Exercise requirements: Keep only the lines of the data below that contain "should", and copy them.

Material provided:
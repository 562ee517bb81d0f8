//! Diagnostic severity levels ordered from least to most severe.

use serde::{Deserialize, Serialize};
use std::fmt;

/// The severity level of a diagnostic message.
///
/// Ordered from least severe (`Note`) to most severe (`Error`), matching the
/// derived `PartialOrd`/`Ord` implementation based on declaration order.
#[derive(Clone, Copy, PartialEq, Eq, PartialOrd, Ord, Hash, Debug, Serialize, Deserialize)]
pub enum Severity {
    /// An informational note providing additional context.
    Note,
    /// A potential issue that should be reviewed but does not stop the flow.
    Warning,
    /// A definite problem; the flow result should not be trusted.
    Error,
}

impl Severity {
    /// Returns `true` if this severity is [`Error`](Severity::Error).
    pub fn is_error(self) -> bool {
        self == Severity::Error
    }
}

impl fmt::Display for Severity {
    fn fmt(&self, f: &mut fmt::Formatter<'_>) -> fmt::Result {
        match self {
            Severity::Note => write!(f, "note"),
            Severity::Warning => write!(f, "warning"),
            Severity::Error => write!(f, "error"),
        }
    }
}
...
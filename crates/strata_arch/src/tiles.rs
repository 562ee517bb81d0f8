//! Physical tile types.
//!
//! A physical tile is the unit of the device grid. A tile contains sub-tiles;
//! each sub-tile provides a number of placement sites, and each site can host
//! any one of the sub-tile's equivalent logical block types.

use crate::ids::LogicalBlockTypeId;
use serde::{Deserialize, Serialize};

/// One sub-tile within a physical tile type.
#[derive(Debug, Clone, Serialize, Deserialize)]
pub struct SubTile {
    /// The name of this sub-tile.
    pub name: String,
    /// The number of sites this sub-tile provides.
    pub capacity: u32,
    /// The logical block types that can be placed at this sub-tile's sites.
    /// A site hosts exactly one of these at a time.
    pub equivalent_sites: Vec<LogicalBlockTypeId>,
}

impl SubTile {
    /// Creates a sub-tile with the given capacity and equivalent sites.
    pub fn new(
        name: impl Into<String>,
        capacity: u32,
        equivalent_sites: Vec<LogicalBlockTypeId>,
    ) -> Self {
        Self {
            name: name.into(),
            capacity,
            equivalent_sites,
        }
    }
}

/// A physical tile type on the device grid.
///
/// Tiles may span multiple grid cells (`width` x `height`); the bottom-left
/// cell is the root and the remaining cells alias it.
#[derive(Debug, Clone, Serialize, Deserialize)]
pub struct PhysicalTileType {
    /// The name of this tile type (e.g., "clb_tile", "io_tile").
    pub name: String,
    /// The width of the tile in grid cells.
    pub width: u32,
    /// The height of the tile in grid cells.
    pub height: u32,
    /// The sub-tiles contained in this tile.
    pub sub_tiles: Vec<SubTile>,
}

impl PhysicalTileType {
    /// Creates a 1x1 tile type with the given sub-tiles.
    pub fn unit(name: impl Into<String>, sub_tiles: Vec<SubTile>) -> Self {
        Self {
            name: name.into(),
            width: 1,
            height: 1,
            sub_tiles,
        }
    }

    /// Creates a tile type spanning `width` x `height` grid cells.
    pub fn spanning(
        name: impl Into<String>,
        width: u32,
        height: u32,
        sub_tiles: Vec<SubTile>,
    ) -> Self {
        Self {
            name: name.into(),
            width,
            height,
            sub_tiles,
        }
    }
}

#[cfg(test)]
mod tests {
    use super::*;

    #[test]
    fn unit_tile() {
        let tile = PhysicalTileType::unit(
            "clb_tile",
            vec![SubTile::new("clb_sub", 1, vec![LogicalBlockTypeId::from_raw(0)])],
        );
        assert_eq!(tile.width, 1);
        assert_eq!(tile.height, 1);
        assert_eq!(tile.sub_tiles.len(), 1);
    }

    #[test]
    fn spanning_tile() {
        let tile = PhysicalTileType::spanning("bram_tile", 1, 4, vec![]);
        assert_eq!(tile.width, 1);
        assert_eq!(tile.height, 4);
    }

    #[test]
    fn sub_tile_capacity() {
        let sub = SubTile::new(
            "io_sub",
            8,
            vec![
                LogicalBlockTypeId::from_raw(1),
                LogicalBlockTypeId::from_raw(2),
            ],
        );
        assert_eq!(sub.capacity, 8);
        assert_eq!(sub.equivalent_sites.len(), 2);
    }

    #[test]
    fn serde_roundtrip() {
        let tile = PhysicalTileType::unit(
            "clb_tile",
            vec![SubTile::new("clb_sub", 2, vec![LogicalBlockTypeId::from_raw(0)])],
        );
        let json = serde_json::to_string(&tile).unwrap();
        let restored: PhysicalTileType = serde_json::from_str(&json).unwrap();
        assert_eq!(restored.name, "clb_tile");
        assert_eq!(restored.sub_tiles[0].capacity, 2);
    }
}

Written response:
    /// A potential issue that should be reviewed but does not stop the flow.
    /// A definite problem; the flow result should not be trusted.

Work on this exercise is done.